Only the number is needed: how many lines of the records include "Postgres"?

[Collected data entries]

______________________________

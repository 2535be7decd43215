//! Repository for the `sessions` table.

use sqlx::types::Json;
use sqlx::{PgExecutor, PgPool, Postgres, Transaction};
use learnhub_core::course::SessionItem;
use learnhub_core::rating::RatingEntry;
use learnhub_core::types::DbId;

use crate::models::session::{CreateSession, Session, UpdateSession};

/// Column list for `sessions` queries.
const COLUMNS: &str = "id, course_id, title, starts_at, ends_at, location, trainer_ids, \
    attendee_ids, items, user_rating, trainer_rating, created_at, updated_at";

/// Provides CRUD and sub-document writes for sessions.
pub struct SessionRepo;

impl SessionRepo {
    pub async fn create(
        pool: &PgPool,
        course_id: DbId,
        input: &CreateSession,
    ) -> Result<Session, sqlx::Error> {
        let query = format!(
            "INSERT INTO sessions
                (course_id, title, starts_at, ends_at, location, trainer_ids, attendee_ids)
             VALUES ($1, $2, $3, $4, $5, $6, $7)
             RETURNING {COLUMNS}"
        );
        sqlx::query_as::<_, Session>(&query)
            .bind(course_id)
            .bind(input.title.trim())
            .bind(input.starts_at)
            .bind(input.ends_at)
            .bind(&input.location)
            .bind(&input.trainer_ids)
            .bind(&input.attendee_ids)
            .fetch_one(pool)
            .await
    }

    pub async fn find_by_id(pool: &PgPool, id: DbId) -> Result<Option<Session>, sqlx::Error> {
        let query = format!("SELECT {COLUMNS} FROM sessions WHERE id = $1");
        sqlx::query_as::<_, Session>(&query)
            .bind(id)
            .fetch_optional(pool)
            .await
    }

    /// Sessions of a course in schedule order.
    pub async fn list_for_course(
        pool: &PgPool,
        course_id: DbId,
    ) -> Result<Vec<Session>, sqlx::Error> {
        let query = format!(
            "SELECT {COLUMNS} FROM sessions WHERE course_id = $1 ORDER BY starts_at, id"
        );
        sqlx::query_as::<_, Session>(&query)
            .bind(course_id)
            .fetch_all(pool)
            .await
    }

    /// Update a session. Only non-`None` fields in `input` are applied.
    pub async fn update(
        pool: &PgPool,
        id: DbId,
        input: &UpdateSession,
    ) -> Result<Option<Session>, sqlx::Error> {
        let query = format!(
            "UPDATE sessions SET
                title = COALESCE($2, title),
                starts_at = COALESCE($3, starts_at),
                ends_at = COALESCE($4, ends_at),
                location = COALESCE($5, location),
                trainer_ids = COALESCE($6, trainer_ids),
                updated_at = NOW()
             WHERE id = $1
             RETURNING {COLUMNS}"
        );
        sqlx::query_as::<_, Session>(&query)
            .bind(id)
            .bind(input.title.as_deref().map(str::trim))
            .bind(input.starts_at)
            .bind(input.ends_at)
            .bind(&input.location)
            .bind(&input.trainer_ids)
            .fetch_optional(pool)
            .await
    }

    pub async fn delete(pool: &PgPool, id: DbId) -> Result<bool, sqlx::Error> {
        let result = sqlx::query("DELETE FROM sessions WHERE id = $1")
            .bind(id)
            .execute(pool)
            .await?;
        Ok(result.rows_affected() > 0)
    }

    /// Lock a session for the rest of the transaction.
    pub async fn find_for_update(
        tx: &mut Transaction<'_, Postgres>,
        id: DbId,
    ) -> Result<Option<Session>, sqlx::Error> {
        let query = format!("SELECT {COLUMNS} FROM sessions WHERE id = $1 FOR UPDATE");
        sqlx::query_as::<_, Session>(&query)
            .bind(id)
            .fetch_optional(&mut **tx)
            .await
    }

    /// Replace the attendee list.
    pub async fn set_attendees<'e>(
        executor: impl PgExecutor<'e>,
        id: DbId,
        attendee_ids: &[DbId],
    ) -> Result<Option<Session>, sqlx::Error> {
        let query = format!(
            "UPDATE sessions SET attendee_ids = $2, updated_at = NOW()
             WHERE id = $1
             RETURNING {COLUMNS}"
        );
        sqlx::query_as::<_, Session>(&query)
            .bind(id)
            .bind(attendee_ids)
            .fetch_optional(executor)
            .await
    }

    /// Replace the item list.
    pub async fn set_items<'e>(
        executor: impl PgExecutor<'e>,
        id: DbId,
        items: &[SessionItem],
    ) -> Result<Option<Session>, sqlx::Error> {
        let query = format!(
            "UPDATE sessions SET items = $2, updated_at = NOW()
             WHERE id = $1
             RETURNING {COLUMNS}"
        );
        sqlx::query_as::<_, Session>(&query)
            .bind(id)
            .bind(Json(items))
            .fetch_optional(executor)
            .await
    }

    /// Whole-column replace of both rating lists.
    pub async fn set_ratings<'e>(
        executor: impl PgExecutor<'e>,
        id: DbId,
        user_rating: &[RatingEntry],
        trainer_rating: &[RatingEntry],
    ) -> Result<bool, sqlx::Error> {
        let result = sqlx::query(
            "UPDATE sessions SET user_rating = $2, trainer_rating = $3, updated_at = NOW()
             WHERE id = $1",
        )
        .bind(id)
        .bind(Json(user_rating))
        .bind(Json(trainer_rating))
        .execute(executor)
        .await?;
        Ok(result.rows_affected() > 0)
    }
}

______________________________

> TASK RESULT: 2